If you see high resource usage from Tracker Miner FS even when no files have changed on disk, this probably indicates a bug in Tracker or one of its dependencies. See How can I help debug problems with Tracker services?.
How can I disable Tracker in GNOME?
Tracker is a core dependency of GNOME, and some things will not work as expected if you disable it completely.
If you are experiencing performance problems, see Why does Tracker consume resources on my PC?.
In case of a bug you may need to temporarily stop Tracker Miner FS indexing. The simplest way is to edit the configuration so that no directories are indexed. This should bring resource usage to zero.
If the Tracker Miner FS database is using a lot of disk space, you can run
tracker3 reset --filesystem to delete everything stored there.
Can Tracker help me organize my music collection?
At present, Tracker simply reads the metadata stores in your music files (often called 'tags').
You may be able to use Gnome Music to correct this metadata using the Musicbrainz database.

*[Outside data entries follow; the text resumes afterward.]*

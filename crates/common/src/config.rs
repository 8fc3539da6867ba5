use crate::TradeMode;

/// All deployment configuration loaded from environment variables at startup.
/// Missing required variables cause an immediate panic with a clear message.
/// Detection/cadence tunables live in the scanner TOML file instead.
#[derive(Debug, Clone)]
pub struct Config {
    // Broker access (read-only quote/history API)
    pub broker_base_url: String,
    pub broker_client_id: String,
    pub broker_access_token: String,

    // Trading
    pub trade_mode: TradeMode,

    // Session owner; every store row is keyed by this
    pub tenant: String,

    // Database
    pub database_url: String,

    // Scanner config file path
    pub scanner_config_path: String,
}

impl Config {
    /// Load all configuration from environment variables.
    /// Loads `.env` if present. Panics on any missing required variable.
    pub fn from_env() -> Self {
        let _ = dotenvy::dotenv(); // ignore error if .env not present

        let trade_mode = match required_env("TRADE_MODE").to_lowercase().as_str() {
            "virtual" => TradeMode::Virtual,
            "live" => TradeMode::Live,
            other => panic!("ERROR: TRADE_MODE must be 'virtual' or 'live', got: '{other}'"),
        };

        // Broker credentials are only exercised in live mode; virtual
        // sessions run entirely against the replay source.
        let (broker_client_id, broker_access_token) = match trade_mode {
            TradeMode::Live => (
                required_env("BROKER_CLIENT_ID"),
                required_env("BROKER_ACCESS_TOKEN"),
            ),
            TradeMode::Virtual => (
                optional_env("BROKER_CLIENT_ID").unwrap_or_default(),
                optional_env("BROKER_ACCESS_TOKEN").unwrap_or_default(),
            ),
        };

        Config {
            broker_base_url: optional_env("BROKER_BASE_URL")
                .unwrap_or_else(|| "https://api.broker.example".to_string()),
            broker_client_id,
            broker_access_token,
            trade_mode,
            tenant: optional_env("TENANT_ID").unwrap_or_else(|| "default".to_string()),
            database_url: required_env("DATABASE_URL"),
            scanner_config_path: optional_env("SCANNER_CONFIG_PATH")
                .unwrap_or_else(|| "config/scanner.toml".to_string()),
        }
    }
}

fn required_env(key: &str) -> String {
    std::env::var(key).unwrap_or_else(|_| {
        panic!("Required environment variable '{key}' is not set. Check your .env file.")
    })
}

fn optional_env(key: &str) -> Option<String> {
    std::env::var(key).ok()
}
use std::time::Duration;

use serde::{Deserialize, Serialize};

use analyzer::AnalyzerConfig;
use common::{Error, Resolution, Result};
use lifecycle::TradingConfig;

/// Cadence and universe settings for the background scanner.
#[derive(Debug, Clone, Serialize, Deserialize)]
#[serde(default)]
pub struct ScanConfig {
    /// Instruments evaluated on every pass.
    pub symbols: Vec<String>,
    pub resolution: Resolution,
    /// History window fetched for each discovery scan, in minutes.
    pub history_window_minutes: i64,
    /// Discovery pass cadence, in seconds.
    pub discovery_interval_secs: u64,
    /// Price-refresh pass cadence, in seconds.
    pub refresh_interval_secs: u64,
    /// How long a stop waits for an in-flight pass before abandoning it.
    pub shutdown_grace_secs: u64,
    /// Ceiling for the transient-failure backoff.
    pub max_backoff_secs: u64,
}

impl Default for ScanConfig {
    fn default() -> Self {
        Self {
            symbols: Vec::new(),
            resolution: Resolution::FiveMinute,
            history_window_minutes: 2 * 24 * 60,
            discovery_interval_secs: 180,
            refresh_interval_secs: 10,
            shutdown_grace_secs: 5,
            max_backoff_secs: 60,
        }
    }
}

impl ScanConfig {
    pub fn validate(&self) -> Result<()> {
        if self.symbols.is_empty() {
            return Err(Error::Config(
                "scan.symbols must name at least one instrument".to_string(),
            ));
        }
        if self.history_window_minutes <= 0 {
            return Err(Error::Config(format!(
                "history_window_minutes must be positive, got {}",
                self.history_window_minutes
            )));
        }
        if self.discovery_interval_secs == 0 || self.refresh_interval_secs == 0 {
            return Err(Error::Config(
                "pass intervals must be at least one second".to_string(),
            ));
        }
        if self.max_backoff_secs == 0 {
            return Err(Error::Config(
                "max_backoff_secs must be at least one second".to_string(),
            ));
        }
        Ok(())
    }

    pub fn discovery_interval(&self) -> Duration {
        Duration::from_secs(self.discovery_interval_secs)
    }

    pub fn refresh_interval(&self) -> Duration {
        Duration::from_secs(self.refresh_interval_secs)
    }
}

/// Top-level scanner config file (TOML).
///
/// Example `config/scanner.toml`:
/// ```toml
/// [scan]
/// symbols = ["NSE:NIFTY25AUG24000CE"]
/// resolution = "five_minute"
/// discovery_interval_secs = 180
/// refresh_interval_secs = 10
///
/// [analyzer]
/// price_floor = 30.0
/// price_ceiling = 250.0
/// min_reward_ratio = 4.0
///
/// [trading]
/// capital = 100000.0
/// ```
#[derive(Debug, Clone, Default, Serialize, Deserialize)]
#[serde(default)]
pub struct ScannerFileConfig {
    pub scan: ScanConfig,
    pub analyzer: AnalyzerConfig,
    pub trading: TradingConfig,
}

impl ScannerFileConfig {
    /// Load from a TOML file. Exits process on error.
    pub fn load(path: &str) -> Self {
        let content = std::fs::read_to_string(path)
            .unwrap_or_else(|e| panic!("Failed to read scanner config at '{path}': {e}"));
        toml::from_str(&content)
            .unwrap_or_else(|e| panic!("Failed to parse scanner config at '{path}': {e}"))
    }

    /// Semantic validation of every section. Must pass before the scheduler
    /// is allowed to start.
    pub fn validate(&self) -> Result<()> {
        self.scan.validate()?;
        self.analyzer.validate()?;
        self.trading.validate()
    }
}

Programs that fix tags and organize music collections on disk, such as Beets, work well with Tracker.
How can I help debug problems with Tracker services?
We are always happy when someone wants to help with development, so tell us what you're debugging and you might get useful pointers.
If you see prolonged spikes in CPU and/or IO usage, you can use these commands to find out what the Tracker daemons are doing. You'll need to use a Terminal program to run these commands.
Check Tracker daemon status: You can view live status messages from Tracker daemons by running:
tracker3 status. This may explain the current status of the daemon, and the problems it found. The command:
tracker3 daemon status --followmay also be useful to see what the daemon is doing currently.
Check the system log: You can view error logs from Tracker daemons by running this command:
journalctl --user --unit=tracker-miner-fs-3.service --unit=tracker-extract-3.service --priority=7
Run the daemon manually: To see debug output from a Tracker daemon, you'll need to kill the running process and start a new one from the console with appropriate flags. On a systemd system, you can do this:
systemctl mask --user --now tracker-miner-fs-3.service
Then, start the Tracker service manually, setting appropriate TRACKER_DEBUG settings.
env TRACKER_DEBUG=config,sparql /usr/libexec/tracker-miner-fs-3
You can also use debugging tools like GDB in this way. See the HACKING.md file for more details!
Which versions of Tracker are supported upstream?
Tracker developers advise all users and distributors to use the latest stable release of Tracker. The behavior of older stable releases staying correct and stable can not be guaranteed, thus they become unsupported.
There are two main reasons for this:
The seccomp jail set up in
tracker-extract-3will catch non-observed syscalls and make the process quit. However updates in any of the dependencies used for metadata extraction (or any of their subdependencies) may introduce the usage of different syscalls that might not be observed by the seccomp jail.
This may happen between micro release updates, or due to different compilation flags.
SQLite has a history of API/ABI breaks and other regressions. This may sound anecdotal and unlikely, but Tracker uses SQLite API and logic much more extensively than most other users, there is a close to 100% chance that these will affect Tracker in some way.
This most often happens between major releases, but distributors also do have a history to push these major version updates to stable/LTS distributions.
The implications of both is the same, handling those situations do not just require incessant updates, but also require active attention. Tracker maintainers backport these fixes on a best effort basis, but do not have the bandwidth to test all combinations induced by different distributions/versions across multiple Tracker branches.